I recall one of the first things we did in our Ministry of Health when we were appointed there, the minister and I, was to conduct a number of consultations with people in the sector, all the experts, which I believe included yourself, because I remember meeting you at one of those.

Dr. Ahmed Bayoumi: Yes.

Mrs. Robin Martin: We got a lot of great information from people. We also consulted with people with lived experience about what their needs were as we developed that new model.

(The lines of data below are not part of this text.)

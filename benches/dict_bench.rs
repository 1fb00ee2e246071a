// Copyright 2025-present Harīṣh Tummalachērla
// SPDX-License-Identifier: Apache-2.0

//! Insertion and lookup throughput over an on-memory dictionary.

use criterion::{black_box, criterion_group, criterion_main, Criterion};
use talpa::{AttributeMap, Dictionary, FixedClock, FormatVersion, UnigramProperty};

fn test_words() -> Vec<String> {
    // Deterministic pseudo-words; enough spread to force splits and chains.
    let mut words = Vec::new();
    let alphabet = b"etaoinshrdlu";
    let mut state = 0x2545_F491u32;
    for _ in 0..2000 {
        state = state.wrapping_mul(1_103_515_245).wrapping_add(12_345);
        let len = 3 + (state % 8) as usize;
        let mut word = String::new();
        let mut s = state;
        for _ in 0..len {
            word.push(alphabet[(s % alphabet.len() as u32) as usize] as char);
            s = s.wrapping_mul(1_103_515_245).wrapping_add(12_345);
        }
        words.push(word);
    }
    words
}

fn build_dict(words: &[String]) -> Dictionary {
    let mut dict = Dictionary::create_on_memory(
        FormatVersion::V403,
        "en",
        &AttributeMap::new(),
        Box::new(FixedClock::new(1_700_000_000)),
    )
    .unwrap();
    for (i, word) in words.iter().enumerate() {
        dict.add_unigram(word, &UnigramProperty::with_probability((i % 120) as u8));
    }
    dict
}

fn bench_insert(c: &mut Criterion) {
    let words = test_words();
    c.bench_function("insert_2000_words", |b| {
        b.iter(|| black_box(build_dict(&words)))
    });
}

fn bench_lookup(c: &mut Criterion) {
    let words = test_words();
    let dict = build_dict(&words);
    c.bench_function("lookup_2000_words", |b| {
        b.iter(|| {
            for word in &words {
                black_box(dict.get_probability(word));
            }
        })
    });
}

criterion_group!(benches, bench_insert, bench_lookup);
criterion_main!(benches);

We know that new investments are still required. We’ve invested in the RAAM clinics, which we think are very important, and over 30 communities in Ontario now have them. The ministry appreciates your interest in funding high-dose injectable hydromorphone to help address the crisis and is currently reviewing the implications for Ontario of the recent federal announcement of approving injectable hydromorphone for the treatment of opioid use disorder. At this point we haven’t made any decisions on that specific part of your presentation, but we’re looking all the time for what we can do better. I appreciate you bringing this to the attention of the committee today, and I appreciate you saying in your submission that you support the goals of Bill 116.

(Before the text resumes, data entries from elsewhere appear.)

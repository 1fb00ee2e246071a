// Copyright 2025-present Harīṣh Tummalachērla
// SPDX-License-Identifier: Apache-2.0

//! Per-terminal-id dictionary contents that live beside the trie buffer.

pub mod shortcuts;
pub mod terminal_table;

pub use shortcuts::{ShortcutContent, ShortcutTarget, WHITELIST_SHORTCUT_PROBABILITY};
pub use terminal_table::TerminalPositionLookupTable;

On that note, can you tell us how you think Bill 116 will help us support the response to opioid issues in Ontario?

Dr. Ahmed Bayoumi: I’m extremely glad to hear that the government is actively considering the listing of high-dose injectable hydromorphone. This is a request that we made several months ago. It’s a request that the Toronto Board of Health made last year. I can’t stress strongly enough that this action needs to be taken quickly. I would urge the members to think about how to operationalize this in a very timely manner.


Thank you very much for your comments. It’s really heartening to hear you say that the government accepts harm reduction as one of the components of the response. It is an essential response. As I said in my notes, we need a broad response, and that includes all aspects of treatment. We need to make sure that we reach those people for whom conventional treatments are not working. Those are sometimes the people with the most complex needs, and my concern is that if we don’t think innovatively and look at evidence-based new therapies, we won’t reach those people.

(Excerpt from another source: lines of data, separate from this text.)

// Copyright 2025-present Harīṣh Tummalachērla
// SPDX-License-Identifier: Apache-2.0

//! End-to-end dictionary scenarios: create, mutate, flush, reopen, compact.

use std::collections::BTreeSet;
use std::path::PathBuf;

use talpa::{
    AttributeMap, Dictionary, FixedClock, FormatVersion, NgramContext, UnigramProperty,
};

fn new_dict(version: FormatVersion) -> Dictionary {
    Dictionary::create_on_memory(
        version,
        "en",
        &AttributeMap::new(),
        Box::new(FixedClock::new(1_700_000_000)),
    )
    .unwrap()
}

fn new_decaying_dict(now: u32) -> Dictionary {
    let mut attributes = AttributeMap::new();
    attributes.set_bool(talpa::header::USES_FORGETTING_CURVE_KEY, true);
    attributes.set_bool(talpa::header::HAS_HISTORICAL_INFO_KEY, true);
    Dictionary::create_on_memory(
        FormatVersion::V403,
        "en",
        &attributes,
        Box::new(FixedClock::new(now)),
    )
    .unwrap()
}

fn dict_dir(root: &tempfile::TempDir) -> PathBuf {
    root.path().join("test_dict")
}

fn all_words(dict: &Dictionary) -> BTreeSet<String> {
    let mut words = BTreeSet::new();
    let mut token = 0;
    loop {
        match dict.get_next_word_and_token(token) {
            Some((code_points, next)) => {
                words.insert(code_points.iter().filter_map(|&c| char::from_u32(c)).collect());
                if next == 0 {
                    break;
                }
                token = next;
            }
            None => break,
        }
    }
    words
}

#[test]
fn create_add_lookup() {
    let mut dict = new_dict(FormatVersion::V403);
    assert!(dict.add_unigram("hello", &UnigramProperty::with_probability(90)));
    assert_eq!(dict.get_probability("hello"), Some(90));
    assert_eq!(dict.get_probability("hell"), None);
    assert!(dict.get_word_id("hello").is_some());
    assert_eq!(dict.get_word_id("world"), None);
}

#[test]
fn adding_twice_keeps_one_word() {
    let mut dict = new_dict(FormatVersion::V403);
    assert!(dict.add_unigram("cat", &UnigramProperty::with_probability(100)));
    assert!(dict.add_unigram("cat", &UnigramProperty::with_probability(110)));
    assert_eq!(dict.get_probability("cat"), Some(110));
    assert_eq!(all_words(&dict).len(), 1);
    assert_eq!(dict.get_property(talpa::UNIGRAM_COUNT_QUERY), "1");
}

#[test]
fn removing_twice_fails_the_second_time() {
    let mut dict = new_dict(FormatVersion::V403);
    dict.add_unigram("cat", &UnigramProperty::with_probability(100));
    assert!(dict.remove_unigram("cat"));
    assert_eq!(dict.get_probability("cat"), None);
    assert!(!dict.remove_unigram("cat"));
    assert_eq!(dict.get_property(talpa::UNIGRAM_COUNT_QUERY), "0");
}

#[test]
fn example_scenario_bigram_blend_and_iteration() {
    let mut dict = new_dict(FormatVersion::V403);
    assert!(dict.add_unigram("cat", &UnigramProperty::with_probability(120)));
    assert!(dict.add_unigram("car", &UnigramProperty::with_probability(100)));

    let context = NgramContext::of_word(&"cat".chars().map(|c| c as u32).collect::<Vec<_>>());
    // "nap" does not exist yet; the add creates it as a placeholder unigram.
    assert!(dict.add_ngram(&context, "nap", 80));

    assert!(dict.get_word_id("cat").is_some());
    assert!(dict.get_word_id("nap").is_some());

    // The stored delta is probability/8; the blend maps it onto the gap
    // between the unigram probability and the top of the scale.
    let expected = 120 + (80 / 8 + 1) * (127 - 120) / 16;
    assert_eq!(dict.get_ngram_probability(&context, "nap"), Some(expected as u8));

    let words = all_words(&dict);
    let expected_words: BTreeSet<String> =
        ["cat", "car", "nap"].iter().map(|s| s.to_string()).collect();
    assert_eq!(words, expected_words);
}

#[test]
fn splitting_a_node_with_children_keeps_reconstruction_intact() {
    let mut dict = new_dict(FormatVersion::V403);
    dict.add_unigram("cats", &UnigramProperty::with_probability(50));
    dict.add_unigram("catsup", &UnigramProperty::with_probability(40));
    // Splits the "cats" node into "cat" + ["s", "alog"]; "catsup"'s tail node
    // hangs off the relocated "s" node.
    dict.add_unigram("catalog", &UnigramProperty::with_probability(30));

    let words = all_words(&dict);
    let expected: BTreeSet<String> = ["cats", "catsup", "catalog"]
        .iter()
        .map(|s| s.to_string())
        .collect();
    assert_eq!(words, expected);
    assert_eq!(dict.get_probability("cats"), Some(50));
    assert_eq!(dict.get_probability("catsup"), Some(40));
    assert_eq!(dict.get_probability("catalog"), Some(30));
}

#[test]
fn ngram_lookup_falls_back_to_unigram() {
    let mut dict = new_dict(FormatVersion::V403);
    dict.add_unigram("cat", &UnigramProperty::with_probability(100));
    dict.add_unigram("nap", &UnigramProperty::with_probability(70));
    let context = NgramContext::of_word(&"cat".chars().map(|c| c as u32).collect::<Vec<_>>());
    assert_eq!(dict.get_ngram_probability(&context, "nap"), Some(70));
}

#[test]
fn remove_ngram_only_removes_the_ngram() {
    let mut dict = new_dict(FormatVersion::V403);
    dict.add_unigram("cat", &UnigramProperty::with_probability(100));
    dict.add_unigram("nap", &UnigramProperty::with_probability(70));
    let context = NgramContext::of_word(&"cat".chars().map(|c| c as u32).collect::<Vec<_>>());
    assert!(dict.add_ngram(&context, "nap", 80));
    assert_eq!(dict.get_property(talpa::BIGRAM_COUNT_QUERY), "1");

    assert!(dict.remove_ngram(&context, "nap"));
    assert!(!dict.remove_ngram(&context, "nap"));
    assert_eq!(dict.get_property(talpa::BIGRAM_COUNT_QUERY), "0");
    assert_eq!(dict.get_probability("nap"), Some(70));
}

#[test]
fn beginning_of_sentence_context() {
    let mut dict = new_dict(FormatVersion::V403);
    dict.add_unigram("hello", &UnigramProperty::with_probability(90));
    let bos = NgramContext::beginning_of_sentence();
    assert!(dict.add_ngram(&bos, "hello", 64));
    let blended = dict.get_ngram_probability(&bos, "hello").unwrap();
    assert!(blended >= 90);
}

#[test]
fn flush_and_reopen_reproduces_words() {
    let tmp = tempfile::tempdir().unwrap();
    let dir = dict_dir(&tmp);

    let mut dict = new_dict(FormatVersion::V403);
    dict.add_unigram("cat", &UnigramProperty::with_probability(120));
    dict.add_unigram("car", &UnigramProperty::with_probability(100));
    dict.add_unigram("catalog", &UnigramProperty::with_probability(60));
    dict.remove_unigram("car");
    dict.flush(&dir).unwrap();

    let reopened = Dictionary::open(&dir, false, Box::new(FixedClock::new(1_700_000_000))).unwrap();
    assert_eq!(reopened.get_probability("cat"), Some(120));
    assert_eq!(reopened.get_probability("catalog"), Some(60));
    assert_eq!(reopened.get_probability("car"), None);
    let words = all_words(&reopened);
    assert!(words.contains("cat") && words.contains("catalog"));
    assert!(!words.contains("car"));
}

#[test]
fn flush_with_gc_roundtrip_preserves_everything_live() {
    let tmp = tempfile::tempdir().unwrap();
    let dir = dict_dir(&tmp);

    let mut dict = new_dict(FormatVersion::V403);
    let words: &[(&str, u8)] = &[
        ("a", 40),
        ("an", 50),
        ("and", 110),
        ("ant", 30),
        ("be", 90),
        ("bee", 45),
        ("been", 70),
        ("cat", 120),
        ("catalog", 25),
        ("dog", 85),
    ];
    for (word, probability) in words {
        assert!(dict.add_unigram(word, &UnigramProperty::with_probability(*probability)));
    }
    let cat_ctx = NgramContext::of_word(&"cat".chars().map(|c| c as u32).collect::<Vec<_>>());
    assert!(dict.add_ngram(&cat_ctx, "dog", 48));
    dict.remove_unigram("ant");
    dict.remove_unigram("be"); // has children ("bee", "been")

    let ngram_before = dict.get_ngram_probability(&cat_ctx, "dog");
    dict.flush_with_gc(&dir).unwrap();

    let reopened = Dictionary::open(&dir, true, Box::new(FixedClock::new(1_700_000_000))).unwrap();
    for (word, probability) in words {
        match *word {
            "ant" | "be" => assert_eq!(reopened.get_probability(word), None, "{}", word),
            _ => assert_eq!(
                reopened.get_probability(word),
                Some(*probability),
                "{}",
                word
            ),
        }
    }
    assert_eq!(reopened.get_ngram_probability(&cat_ctx, "dog"), ngram_before);

    let words_after = all_words(&reopened);
    assert!(!words_after.contains("ant"));
    assert!(!words_after.contains("be"));
    assert!(words_after.contains("bee") && words_after.contains("been"));
}

#[test]
fn gc_then_further_updates_work() {
    let tmp = tempfile::tempdir().unwrap();
    let dir = dict_dir(&tmp);

    let mut dict = new_dict(FormatVersion::V403);
    dict.add_unigram("cat", &UnigramProperty::with_probability(120));
    dict.add_unigram("car", &UnigramProperty::with_probability(100));
    dict.remove_unigram("car");
    dict.flush_with_gc(&dir).unwrap();

    let mut reopened =
        Dictionary::open(&dir, true, Box::new(FixedClock::new(1_700_000_000))).unwrap();
    assert!(reopened.add_unigram("cab", &UnigramProperty::with_probability(55)));
    assert_eq!(reopened.get_probability("cab"), Some(55));
    assert_eq!(reopened.get_probability("cat"), Some(120));
    reopened.flush(&dir).unwrap();

    let third = Dictionary::open(&dir, false, Box::new(FixedClock::new(1_700_000_000))).unwrap();
    assert_eq!(third.get_probability("cab"), Some(55));
}

#[test]
fn read_only_dictionaries_refuse_mutation() {
    let tmp = tempfile::tempdir().unwrap();
    let dir = dict_dir(&tmp);

    let mut dict = new_dict(FormatVersion::V403);
    dict.add_unigram("cat", &UnigramProperty::with_probability(120));
    dict.flush(&dir).unwrap();

    let mut readonly =
        Dictionary::open(&dir, false, Box::new(FixedClock::new(1_700_000_000))).unwrap();
    assert!(!readonly.add_unigram("dog", &UnigramProperty::with_probability(1)));
    assert!(!readonly.remove_unigram("cat"));
    assert_eq!(readonly.get_probability("cat"), Some(120));
    assert!(!readonly.is_corrupted());
}

#[test]
fn truncated_body_fails_open() {
    let tmp = tempfile::tempdir().unwrap();
    let dir = dict_dir(&tmp);

    let mut dict = new_dict(FormatVersion::V403);
    dict.add_unigram("cat", &UnigramProperty::with_probability(120));
    dict.flush(&dir).unwrap();

    let body_path = dir.join("test_dict.body");
    let bytes = std::fs::read(&body_path).unwrap();
    std::fs::write(&body_path, &bytes[..bytes.len() / 2]).unwrap();

    assert!(Dictionary::open(&dir, true, Box::new(FixedClock::new(0))).is_err());
}

#[test]
fn decaying_dictionary_records_and_decays_history() {
    let start = 1_700_000_000;
    let mut dict = new_decaying_dict(start);

    // Ten observations climb the word to level 1.
    for _ in 0..10 {
        assert!(dict.add_unigram("hello", &UnigramProperty::with_probability(0)));
    }
    let property = dict.get_word_property("hello").unwrap();
    let info = property.historical_info.expect("decaying dict stores history");
    assert_eq!(info.level, 1);

    let tmp = tempfile::tempdir().unwrap();
    let dir = dict_dir(&tmp);
    dict.flush_with_gc(&dir).unwrap();

    let reopened = Dictionary::open(&dir, true, Box::new(FixedClock::new(start))).unwrap();
    let property = reopened.get_word_property("hello").unwrap();
    assert_eq!(property.historical_info.unwrap().level, 1);
    assert!(reopened.get_probability("hello").unwrap() > 0);
}

#[test]
fn decaying_dictionary_forgets_unused_words() {
    let start = 1_700_000_000;
    let mut dict = new_decaying_dict(start);
    assert!(dict.add_unigram("ephemeral", &UnigramProperty::with_probability(0)));

    let tmp = tempfile::tempdir().unwrap();
    let dir = dict_dir(&tmp);
    dict.flush_with_gc(&dir).unwrap();

    // Reopen far in the future: a level-0 word past its duration is dropped
    // by the next decay pass.
    let far_future = start + 400 * 24 * 60 * 60;
    let mut reopened =
        Dictionary::open(&dir, true, Box::new(FixedClock::new(far_future))).unwrap();
    reopened.flush_with_gc(&dir).unwrap();
    assert_eq!(reopened.get_probability("ephemeral"), None);
    assert!(all_words(&reopened).is_empty());
}

#[test]
fn shortcuts_survive_gc() {
    let tmp = tempfile::tempdir().unwrap();
    let dir = dict_dir(&tmp);

    let mut dict = new_dict(FormatVersion::V403);
    let mut property = UnigramProperty::with_probability(80);
    property.shortcuts.push(talpa::ShortcutTarget {
        code_points: "on my way".chars().map(|c| c as u32).collect(),
        probability: talpa::WHITELIST_SHORTCUT_PROBABILITY,
    });
    assert!(dict.add_unigram("omw", &property));
    dict.add_unigram("filler", &UnigramProperty::with_probability(10));
    dict.remove_unigram("filler");
    dict.flush_with_gc(&dir).unwrap();

    let reopened = Dictionary::open(&dir, false, Box::new(FixedClock::new(0))).unwrap();
    let word = reopened.get_word_property("omw").unwrap();
    assert!(word.has_shortcuts);
    assert_eq!(word.shortcuts.len(), 1);
    assert_eq!(
        word.shortcuts[0].code_points,
        "on my way".chars().map(|c| c as u32).collect::<Vec<_>>()
    );
}

#[test]
fn word_property_reports_ngrams() {
    let mut dict = new_dict(FormatVersion::V403);
    dict.add_unigram("cat", &UnigramProperty::with_probability(120));
    dict.add_unigram("nap", &UnigramProperty::with_probability(70));
    let context = NgramContext::of_word(&"cat".chars().map(|c| c as u32).collect::<Vec<_>>());
    dict.add_ngram(&context, "nap", 80);

    let property = dict.get_word_property("cat").unwrap();
    assert!(property.has_ngrams);
    assert_eq!(property.ngrams.len(), 1);
    assert_eq!(
        property.ngrams[0].target_code_points,
        "nap".chars().map(|c| c as u32).collect::<Vec<_>>()
    );
}

#[test]
fn needs_gc_reports_false_on_fresh_dictionaries() {
    let dict = new_dict(FormatVersion::V403);
    assert!(!dict.needs_to_run_gc(true));
    assert!(!dict.needs_to_run_gc(false));
}

#[test]
fn v402_dictionaries_roundtrip_flat_probabilities() {
    let tmp = tempfile::tempdir().unwrap();
    let dir = dict_dir(&tmp);

    let mut dict = new_dict(FormatVersion::V402);
    dict.add_unigram("plain", &UnigramProperty::with_probability(77));
    dict.flush_with_gc(&dir).unwrap();

    let reopened = Dictionary::open(&dir, false, Box::new(FixedClock::new(0))).unwrap();
    assert_eq!(reopened.header().version(), FormatVersion::V402);
    assert_eq!(reopened.get_probability("plain"), Some(77));
    let property = reopened.get_word_property("plain").unwrap();
    assert!(property.historical_info.is_none());
}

The Vice-Chair (Mr. Aris Babikian): Thirty seconds.

Dr. Ahmed Bayoumi: I also urge the government to consult broadly. As you said, I think the consultations around consumption and treatment services were quite broad, but I am concerned that the opioid task force has not met in a very long time. I am concerned that we don’t have a visible opioid overdose coordinator. I encourage the government to really show strong leadership. I think the Auditor General’s report outlined some of those issues.

The Vice-Chair (Mr. Aris Babikian): Thank you. MPP Karpoche?

Ms. Bhutila Karpoche: Thank you for your presentation.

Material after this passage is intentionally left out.